In concreto e allo stato attuale del diritto e della giurisprudenza, nonostante l’art. 2043 c.c. dovesse rappresentare una sorta di “rete di sicurezza” per tutti quei casi che non rientravano nella fattispecie dell’art. 2051 c.c., l’utilizzo della norma è stata molto limitata.

I giudici di legittimità hanno negli anni affermato che l’art. 2043 c.c. non limita ai soli casi di insidia e trabocchetto la responsabilità della pubblica amministrazione; inoltre hanno affermato il principio di diritto al quale il giudice di prime cure dovrà attenersi. Infatti graverà sul danneggiato il solo onere di provare l’anomalia del bene demaniale, che costituisce fatto di per sé idoneo a configurare un comportamento colposo della P.A., sulla quale ricade conseguentemente l’onere della prova dei fatti impeditivi della propria responsabilità.

E’ evidente che l’introduzione dell’elemento dell’insidia o trabocchetto restringeva notevolmente l’ambito di operatività del principio contenuto nell’art. 2043 c.c., in quanto si poneva a carico del privato cittadino il dovere di evitare, per quanto possibile, ogni situazione di pericolo che possa eventualmente presentarsi durante la fruizione degli spazi di demanio pubblico. Infatti il danneggiato doveva dimostrare che il danno non era visibile o prevedibile, prova non facile da raggiungere e che spettava alla difesa della P.A. di puntare sulla negligenza o disattenzione del danneggiato per sottrarsi completamente alla richiesta di risarcimento o per concludere il contenzioso con la dichiarazione di un concorso di colpa ex art. 1227 c.c.

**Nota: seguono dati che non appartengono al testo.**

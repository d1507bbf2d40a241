//! Modelpack Format - Binary asset wire contract
//!
//! Defines the per-mesh record schema and the .mpk file envelope shared by
//! the converter and consuming engines.

mod codec;
mod error;
mod record;

pub use codec::{decode_document, encode_document, RecordReader, MAGIC, VERSION};
pub use error::FormatError;
pub use record::{AssetDocument, IndexData, MeshRecord, WrapMode};
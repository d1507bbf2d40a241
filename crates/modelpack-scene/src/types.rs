/// A parsed model file: ordered meshes plus the material table they
/// reference by index.
#[derive(Debug, Clone, Default)]
pub struct Scene {
    pub meshes: Vec<SceneMesh>,
    pub materials: Vec<SceneMaterial>,
}

/// One triangulated surface within a [`Scene`] (importer-agnostic raw data).
///
/// Per-vertex attributes are `None` when the source file does not carry
/// them; a present array always has `vertex_count` entries.
#[derive(Debug, Clone, Default)]
pub struct SceneMesh {
    pub name: String,
    pub vertex_count: usize,
    pub positions: Option<Vec<[f32; 3]>>,
    pub normals: Option<Vec<[f32; 3]>>,
    pub tangents: Option<Vec<[f32; 3]>>,
    pub bitangents: Option<Vec<[f32; 3]>>,
    /// First UV channel, carried as 3 floats per vertex with a zero third
    /// component.
    pub tex_coords: Option<Vec<[f32; 3]>>,
    /// Triangle faces, 3 vertex indices each, winding order as authored.
    pub faces: Vec<[u32; 3]>,
    pub material_index: Option<usize>,
}

/// Shading parameters and texture references applied to a mesh.
#[derive(Debug, Clone, Default)]
pub struct SceneMaterial {
    pub name: String,
    /// Diffuse/albedo texture reference.
    pub diffuse: Option<TextureRef>,
    /// Height-slot texture reference; the converter treats it as the
    /// normal map.
    pub height: Option<TextureRef>,
    /// U-axis wrap mode of the diffuse texture.
    pub wrap_u: Option<WrapMode>,
    pub opacity: Option<f32>,
}

/// Where a material's texture payload lives.
#[derive(Debug, Clone, PartialEq, Eq)]
pub enum TextureRef {
    /// Path relative to the model file's directory (or absolute).
    Path(String),
    /// Raw file bytes embedded in the model container.
    Embedded(Vec<u8>),
}

/// Texture-coordinate addressing mode.
#[derive(Debug, Clone, Copy, PartialEq, Eq)]
pub enum WrapMode {
    ClampToEdge,
    MirroredRepeat,
    Repeat,
}
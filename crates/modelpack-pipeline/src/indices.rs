use bytemuck::cast_slice;
use tracing::debug;

use modelpack_format::IndexData;

use crate::error::ConvertError;

/// Output width policy for packed triangle indices.
#[derive(Debug, Clone, Copy, Default, PartialEq, Eq)]
pub enum IndexWidth {
    /// 16-bit when every index fits, otherwise widen the buffer to 32-bit.
    #[default]
    Auto,
    /// Force 16-bit; an index above `u16::MAX` fails the run.
    U16,
    /// Force 32-bit.
    U32,
}

/// Flatten `faces` into a fixed-width index buffer, 3 indices per face in
/// authored order. Winding is preserved; nothing is deduplicated or
/// re-sorted. An index that does not fit the forced 16-bit width is an
/// error, never a wrapped value.
pub fn pack_indices(
    mesh_name: &str,
    faces: &[[u32; 3]],
    width: IndexWidth,
) -> Result<IndexData, ConvertError> {
    let flat: Vec<u32> = cast_slice(faces).to_vec();

    match width {
        IndexWidth::U32 => Ok(IndexData::U32(flat)),
        IndexWidth::U16 => {
            let mut narrow = Vec::with_capacity(flat.len());
            for &index in &flat {
                if index > u32::from(u16::MAX) {
                    return Err(ConvertError::IndexOverflow {
                        mesh: mesh_name.to_string(),
                        index,
                    });
                }
                narrow.push(index as u16);
            }
            Ok(IndexData::U16(narrow))
        }
        IndexWidth::Auto => {
            if flat.iter().all(|&index| index <= u32::from(u16::MAX)) {
                Ok(IndexData::U16(
                    flat.into_iter().map(|index| index as u16).collect(),
                ))
            } else {
                debug!("Mesh '{}': indices exceed 16 bits, widening to u32", mesh_name);
                Ok(IndexData::U32(flat))
            }
        }
    }
}
//! Modelpack Scene - Model import facade
//!
//! Wraps the glTF importer behind an owned, importer-agnostic scene
//! representation for the modelpack conversion pipeline.

mod error;
mod import;
mod types;

pub use error::SceneError;
pub use import::import_scene;
pub use types::{Scene, SceneMaterial, SceneMesh, TextureRef, WrapMode};
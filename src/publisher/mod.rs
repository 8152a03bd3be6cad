//! Reliable publishing: connect, confirm, retry
//!
//! A [`Publisher`] turns one [`PublishRequest`] into one [`PublishOutcome`]:
//!
//! - [`connection`] - Session lifecycle on top of a [`Transport`]
//! - [`confirmer`] - One PUBLISH and the wait for its acknowledgement
//! - [`retry`] - Pure decisions on whether and when to try again
//! - [`cancel`] - Cancellation shared with signal handlers
//! - [`request`] - Requests, statuses and outcomes
//!
//! Every failed attempt tears its session down before the next one starts,
//! and the last session is released before `publish` returns, so no
//! transport outlives the call.

pub mod cancel;
pub mod confirmer;
pub mod connection;
pub mod request;
pub mod retry;

pub use cancel::CancelToken;
pub use confirmer::{AckProgress, AckTracker, PublishConfirmer};
pub use connection::{ConnectionManager, Session, SessionState};
pub use request::{OutcomeReport, PublishOutcome, PublishRequest, PublishStatus, QosLevel};
pub use retry::{GiveUpReason, RetryDecision, RetryPolicy};

use crate::error::PublishError;
use crate::publish_span;
use crate::transport::{BrokerTarget, Transport};
use std::time::Duration;
use tokio::time::Instant;
use tracing::{info, warn, Instrument};

/// Publishes with delivery confirmation and bounded retry
pub struct Publisher<T: Transport> {
    connections: ConnectionManager<T>,
    retry: RetryPolicy,
    timeout: Duration,
    cancel: CancelToken,
}

impl<T: Transport> Publisher<T> {
    /// `timeout` bounds the acknowledgement wait of each attempt
    pub fn new(transport: T, target: BrokerTarget, retry: RetryPolicy, timeout: Duration) -> Self {
        Self {
            connections: ConnectionManager::new(transport, target),
            retry,
            timeout,
            cancel: CancelToken::new(),
        }
    }

    /// Share cancellation with a signal handler or another task
    pub fn with_cancel_token(mut self, cancel: CancelToken) -> Self {
        self.cancel = cancel;
        self
    }

    pub fn cancel_token(&self) -> CancelToken {
        self.cancel.clone()
    }

    pub fn connections(&self) -> &ConnectionManager<T> {
        &self.connections
    }

    pub fn retry_policy(&self) -> &RetryPolicy {
        &self.retry
    }

    /// Publish until confirmed, a terminal failure, or the retry bounds
    /// run out
    pub async fn publish(&self, request: &PublishRequest) -> PublishOutcome {
        let target = self.connections.target();
        let span = publish_span!(
            host = %target.host,
            topic = %request.topic(),
            qos = request.qos().as_u8()
        );
        self.publish_with_retry(request).instrument(span).await
    }

    async fn publish_with_retry(&self, request: &PublishRequest) -> PublishOutcome {
        let started = Instant::now();
        let confirmer = PublishConfirmer::new(self.cancel.clone());
        let mut attempt: u32 = 1;

        loop {
            let result = self.attempt(&confirmer, request).await;
            let elapsed = started.elapsed();

            let error = match result {
                Ok(()) => {
                    info!(attempt, elapsed = ?elapsed, "Publish confirmed by broker");
                    return PublishOutcome::success(attempt, elapsed);
                }
                Err(error) => error,
            };

            warn!(
                host = %self.connections.target().host,
                topic = %request.topic(),
                attempt,
                error = %error,
                "Publish attempt failed"
            );

            match self.retry.decide(error.status(), attempt, elapsed) {
                RetryDecision::Retry {
                    attempt: next,
                    delay,
                } => {
                    info!(next_attempt = next, delay = ?delay, "Retrying publish");
                    if !self.cancel.sleep(delay).await {
                        let cancelled = PublishError::Cancelled {
                            topic: request.topic().to_string(),
                        };
                        return PublishOutcome::failure(cancelled, attempt, started.elapsed());
                    }
                    attempt = next;
                }
                RetryDecision::GiveUp(reason) => {
                    warn!(attempts = attempt, reason = ?reason, "Giving up on publish");
                    return PublishOutcome::failure(error, attempt, started.elapsed());
                }
            }
        }
    }

    /// One attempt on a fresh session, released before returning
    async fn attempt(
        &self,
        confirmer: &PublishConfirmer,
        request: &PublishRequest,
    ) -> Result<(), PublishError> {
        let cancelled = || PublishError::Cancelled {
            topic: request.topic().to_string(),
        };
        if self.cancel.is_cancelled() {
            return Err(cancelled());
        }

        let connected = tokio::select! {
            biased;
            _ = self.cancel.cancelled() => None,
            connected = self.connections.connect() => Some(connected),
        };
        let mut session = match connected {
            None => return Err(cancelled()),
            Some(connected) => connected?,
        };

        let result = confirmer.confirm(&mut session, request, self.timeout).await;
        self.connections.disconnect(&mut session).await;
        result
    }
}

#[cfg(test)]
mod tests {
    use super::*;
    use crate::config::Credentials;
    use crate::testing::{ConnectBehavior, LinkBehavior, MockTransport};

    fn target() -> BrokerTarget {
        BrokerTarget::new("stub.local", 1883).with_credentials(Credentials::new("acct", "key"))
    }

    fn request() -> PublishRequest {
        PublishRequest::new("acct/feeds/beeper", "true", QosLevel::AtLeastOnce).unwrap()
    }

    #[tokio::test]
    async fn test_first_attempt_success() {
        let transport = MockTransport::new();
        let stats = transport.stats();
        let publisher = Publisher::new(
            transport,
            target(),
            RetryPolicy::default(),
            Duration::from_secs(2),
        );

        let outcome = publisher.publish(&request()).await;
        assert_eq!(outcome.status, PublishStatus::Success);
        assert_eq!(outcome.attempts, 1);
        assert!(outcome.error.is_none());
        assert_eq!(stats.writes(), 1);
        assert_eq!(stats.open_links(), 0);
    }

    #[tokio::test(start_paused = true)]
    async fn test_gives_up_after_max_attempts() {
        let transport = MockTransport::new().with_fallback(ConnectBehavior::Unreachable);
        let stats = transport.stats();
        let publisher = Publisher::new(
            transport,
            target(),
            RetryPolicy::default().with_max_attempts(3),
            Duration::from_secs(2),
        );

        assert_eq!(publisher.retry_policy().max_attempts, 3);
        assert_eq!(publisher.connections().target().host, "stub.local");

        let outcome = publisher.publish(&request()).await;
        assert_eq!(outcome.status, PublishStatus::NetworkError);
        assert_eq!(outcome.attempts, 3);
        assert_eq!(stats.connect_attempts(), 3);
        assert_eq!(stats.opens(), 0);
    }

    #[tokio::test]
    async fn test_broker_rejection_is_terminal() {
        let transport = MockTransport::new().with_fallback(ConnectBehavior::Accept(
            LinkBehavior::Reject("NotAuthorized".to_string()),
        ));
        let stats = transport.stats();
        let publisher = Publisher::new(
            transport,
            target(),
            RetryPolicy::default(),
            Duration::from_secs(2),
        );

        let outcome = publisher.publish(&request()).await;
        assert_eq!(outcome.status, PublishStatus::BrokerRejected);
        assert_eq!(outcome.attempts, 1);
        assert_eq!(stats.open_links(), 0);
    }

    #[tokio::test]
    async fn test_cancelled_before_start() {
        let transport = MockTransport::new();
        let stats = transport.stats();
        let publisher = Publisher::new(
            transport,
            target(),
            RetryPolicy::default(),
            Duration::from_secs(2),
        );
        publisher.cancel_token().cancel();

        let outcome = publisher.publish(&request()).await;
        assert_eq!(outcome.status, PublishStatus::Cancelled);
        assert_eq!(outcome.attempts, 1);
        assert_eq!(stats.opens(), 0);
    }
}
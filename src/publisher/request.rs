//! Publish requests and their outcomes

use crate::error::PublishError;
use crate::transport::AckKind;
use bytes::Bytes;
use chrono::{DateTime, Utc};
use serde::Serialize;
use std::time::Duration;

/// MQTT delivery guarantee for one publish
#[derive(Debug, Clone, Copy, PartialEq, Eq, Serialize)]
#[serde(rename_all = "snake_case")]
pub enum QosLevel {
    /// QoS 0: fire and forget, confirmed once written
    AtMostOnce,
    /// QoS 1: confirmed by PUBACK
    AtLeastOnce,
    /// QoS 2: confirmed by PUBCOMP
    ExactlyOnce,
}

impl QosLevel {
    /// Acknowledgement that completes a publish at this level
    ///
    /// `None` for QoS 0, which is complete as soon as the transport flushed
    /// the write.
    pub fn completion(self) -> Option<AckKind> {
        match self {
            QosLevel::AtMostOnce => None,
            QosLevel::AtLeastOnce => Some(AckKind::PubAck),
            QosLevel::ExactlyOnce => Some(AckKind::PubComp),
        }
    }

    pub fn as_u8(self) -> u8 {
        match self {
            QosLevel::AtMostOnce => 0,
            QosLevel::AtLeastOnce => 1,
            QosLevel::ExactlyOnce => 2,
        }
    }
}

impl TryFrom<u8> for QosLevel {
    type Error = PublishError;

    fn try_from(value: u8) -> Result<Self, Self::Error> {
        match value {
            0 => Ok(QosLevel::AtMostOnce),
            1 => Ok(QosLevel::AtLeastOnce),
            2 => Ok(QosLevel::ExactlyOnce),
            other => Err(PublishError::invalid_request(format!(
                "QoS must be 0, 1 or 2, got {other}"
            ))),
        }
    }
}

/// One immutable publish: topic, payload and delivery settings
#[derive(Debug, Clone, PartialEq)]
pub struct PublishRequest {
    topic: String,
    payload: Bytes,
    qos: QosLevel,
    retain: bool,
    issued_at: DateTime<Utc>,
}

impl PublishRequest {
    /// Build a request, rejecting empty topics and topics with wildcards
    pub fn new<T: Into<String>, P: Into<Bytes>>(
        topic: T,
        payload: P,
        qos: QosLevel,
    ) -> Result<Self, PublishError> {
        let topic = topic.into();
        if topic.is_empty() {
            return Err(PublishError::invalid_request("topic must not be empty"));
        }
        if topic.contains(['+', '#']) {
            return Err(PublishError::invalid_request(format!(
                "topic '{topic}' must not contain wildcards"
            )));
        }

        Ok(Self {
            topic,
            payload: payload.into(),
            qos,
            retain: false,
            issued_at: Utc::now(),
        })
    }

    pub fn with_retain(mut self, retain: bool) -> Self {
        self.retain = retain;
        self
    }

    pub fn topic(&self) -> &str {
        &self.topic
    }

    pub fn payload(&self) -> &Bytes {
        &self.payload
    }

    pub fn qos(&self) -> QosLevel {
        self.qos
    }

    pub fn retain(&self) -> bool {
        self.retain
    }

    pub fn issued_at(&self) -> DateTime<Utc> {
        self.issued_at
    }
}

/// Final status of a logical publish
#[derive(Debug, Clone, Copy, PartialEq, Eq, Serialize)]
#[serde(rename_all = "snake_case")]
pub enum PublishStatus {
    Success,
    TimedOut,
    BrokerRejected,
    ConnectionLost,
    NetworkError,
    TlsError,
    AuthError,
    Cancelled,
}

impl PublishStatus {
    pub fn is_success(self) -> bool {
        self == PublishStatus::Success
    }

    /// Failures a later attempt could fix
    pub fn is_transient(self) -> bool {
        matches!(
            self,
            PublishStatus::NetworkError | PublishStatus::ConnectionLost | PublishStatus::TimedOut
        )
    }

    /// Process exit code reported by the CLI
    pub fn exit_code(self) -> i32 {
        match self {
            PublishStatus::Success => 0,
            PublishStatus::AuthError => 3,
            PublishStatus::TlsError => 4,
            PublishStatus::NetworkError | PublishStatus::ConnectionLost => 5,
            PublishStatus::TimedOut => 6,
            PublishStatus::BrokerRejected => 7,
            PublishStatus::Cancelled => 130,
        }
    }
}

/// Result of a logical publish across all of its attempts
#[derive(Debug, Clone, PartialEq)]
pub struct PublishOutcome {
    pub status: PublishStatus,
    pub attempts: u32,
    pub elapsed: Duration,
    /// Last error seen, `None` on success
    pub error: Option<PublishError>,
}

impl PublishOutcome {
    pub fn success(attempts: u32, elapsed: Duration) -> Self {
        Self {
            status: PublishStatus::Success,
            attempts,
            elapsed,
            error: None,
        }
    }

    pub fn failure(error: PublishError, attempts: u32, elapsed: Duration) -> Self {
        Self {
            status: error.status(),
            attempts,
            elapsed,
            error: Some(error),
        }
    }

    pub fn is_success(&self) -> bool {
        self.status.is_success()
    }

    pub fn report(&self, topic: &str) -> OutcomeReport {
        OutcomeReport {
            status: self.status,
            topic: topic.to_string(),
            attempts: self.attempts,
            elapsed_ms: self.elapsed.as_millis() as u64,
            error: self.error.as_ref().map(|e| e.to_string()),
        }
    }
}

/// Serializable summary printed by `--json`
#[derive(Debug, Clone, Serialize)]
pub struct OutcomeReport {
    pub status: PublishStatus,
    pub topic: String,
    pub attempts: u32,
    pub elapsed_ms: u64,
    #[serde(skip_serializing_if = "Option::is_none")]
    pub error: Option<String>,
}

#[cfg(test)]
mod tests {
    use super::*;

    #[test]
    fn test_request_validates_topic() {
        assert!(PublishRequest::new("acct/feeds/beeper", "true", QosLevel::AtLeastOnce).is_ok());

        let empty = PublishRequest::new("", "true", QosLevel::AtLeastOnce);
        assert!(matches!(empty, Err(PublishError::InvalidRequest { .. })));

        let wildcard = PublishRequest::new("acct/feeds/#", "true", QosLevel::AtLeastOnce);
        assert!(matches!(wildcard, Err(PublishError::InvalidRequest { .. })));

        let single = PublishRequest::new("acct/+/beeper", "true", QosLevel::AtLeastOnce);
        assert!(single.is_err());
    }

    #[test]
    fn test_request_keeps_payload_bytes() {
        let payload = vec![0u8, 0xff, b't', 0x80];
        let request =
            PublishRequest::new("acct/feeds/raw", payload.clone(), QosLevel::ExactlyOnce)
                .unwrap()
                .with_retain(true);

        assert_eq!(request.payload().as_ref(), payload.as_slice());
        assert!(request.retain());
        assert_eq!(request.qos(), QosLevel::ExactlyOnce);
        assert!(request.issued_at() <= Utc::now());
    }

    #[test]
    fn test_qos_from_u8() {
        assert_eq!(QosLevel::try_from(0).unwrap(), QosLevel::AtMostOnce);
        assert_eq!(QosLevel::try_from(1).unwrap(), QosLevel::AtLeastOnce);
        assert_eq!(QosLevel::try_from(2).unwrap(), QosLevel::ExactlyOnce);
        assert!(QosLevel::try_from(3).is_err());
        assert_eq!(QosLevel::ExactlyOnce.as_u8(), 2);
    }

    #[test]
    fn test_qos_completion() {
        assert_eq!(QosLevel::AtMostOnce.completion(), None);
        assert_eq!(QosLevel::AtLeastOnce.completion(), Some(AckKind::PubAck));
        assert_eq!(QosLevel::ExactlyOnce.completion(), Some(AckKind::PubComp));
    }

    #[test]
    fn test_exit_codes_are_distinct_per_kind() {
        assert_eq!(PublishStatus::Success.exit_code(), 0);
        assert_eq!(PublishStatus::AuthError.exit_code(), 3);
        assert_eq!(PublishStatus::TlsError.exit_code(), 4);
        assert_eq!(PublishStatus::NetworkError.exit_code(), 5);
        assert_eq!(PublishStatus::ConnectionLost.exit_code(), 5);
        assert_eq!(PublishStatus::TimedOut.exit_code(), 6);
        assert_eq!(PublishStatus::BrokerRejected.exit_code(), 7);
        assert_eq!(PublishStatus::Cancelled.exit_code(), 130);
    }

    #[test]
    fn test_outcome_report_serialization() {
        let outcome = PublishOutcome::failure(
            PublishError::auth("io.adafruit.com", "acct", "BadUserNamePassword"),
            1,
            Duration::from_millis(120),
        );
        assert_eq!(outcome.status, PublishStatus::AuthError);

        let json = serde_json::to_value(outcome.report("acct/feeds/beeper")).unwrap();
        assert_eq!(json["status"], "auth_error");
        assert_eq!(json["attempts"], 1);
        assert_eq!(json["elapsed_ms"], 120);
        assert!(json["error"].as_str().unwrap().contains("acct"));

        let success = PublishOutcome::success(2, Duration::from_secs(1));
        let json = serde_json::to_value(success.report("acct/feeds/beeper")).unwrap();
        assert_eq!(json["status"], "success");
        assert!(json.get("error").is_none());
    }
}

In seguito alle fondamentali sentenze 20 Febbraio 2006 n. 3651 e 14 Marzo 2006 n. 5445 della Cassazione civile, sezione III, il soggetto che lamenti un danno, e ne chieda il risarcimento ai sensi dell’art.2043 c.c. (e non ai sensi dell’art.2051 c.c.), sarà tenuto a provare i consueti elementi strutturali dell’illecito e in particolare l’esistenza di un’anomalia del bene demaniale idonea a configurare il comportamento colposo della P.A..
Non sarà, invece, tenuto alla prova della sussistenza dell’insidia o trabocchetto, restando in capo alla P.A. l’onere della prova dei fatti cd. impeditivi (ossia la prova dell’inesistenza della predetta anomalia, della visibilità e prevedibilità di essa etc.) con la conseguenza che la P.A. sarebbe responsabile di ogni danno causato dal bene di cui è custode, in quanto esercente su di esse un diritto di proprietà, a meno che tali danni non possano essere effettivamente ricondotti ad eventi fortuiti.

Con la sentenza n. 8692/2009 viene ribadito il concetto che la responsabilità della Pubblica Amministrazione non è limitata ai soli casi di insidia e trabocchetto, e che nell’ottica di una effettiva parità in ambito giurisdizionale tra Enti pubblici e soggetti privati, la circostanza che soggetto responsabile sia la pubblica amministrazione non modifica gli oneri probatori propri della regola generale ex art. 2043 c.c..

La Corte di Cassazione con la sentenza n. 8692/2009 si pronuncia in tema di onere della prova nel caso di danno cagionato da un’insidia costituita da rocce semi-affioranti in un lago e non indicate nella carta nautica ufficiale.

Il ricorrente, chiedeva il risarcimento dei danni subiti al motoscafo di sua proprietà a causa della collisione con un basso fondale non segnalato. La Cassazione ha stabilito che l’ente nel cui territorio ricade il lago (Regione), garante della sicurezza della navigazione, risponde, in via di principio, verso i terzi della discrasia tra dato reale e risultanze cartografiche.

Concludendo alla luce di questa ultima sentenza, Tizio a parere di chi scrive, è legittimato a chiedere all’ ente pubblico territoriale (in via principale alla Regione Puglia, ed in via subordinata al Comune di Trani) su cui ricade la gestione, e la custodia, il risarcimento degli ingenti danni riportati dal proprio motoscafo, non essendo la secca nè visibile, nè segnalata, e ciò tanto più che la carta nautica ufficiale indicava in quel punto un fondale profondo, laddove questo si era rivelato molto più basso, dovendo provare l’esistenza della secca, quale causa dei danni riportati alla propria imbarcazione.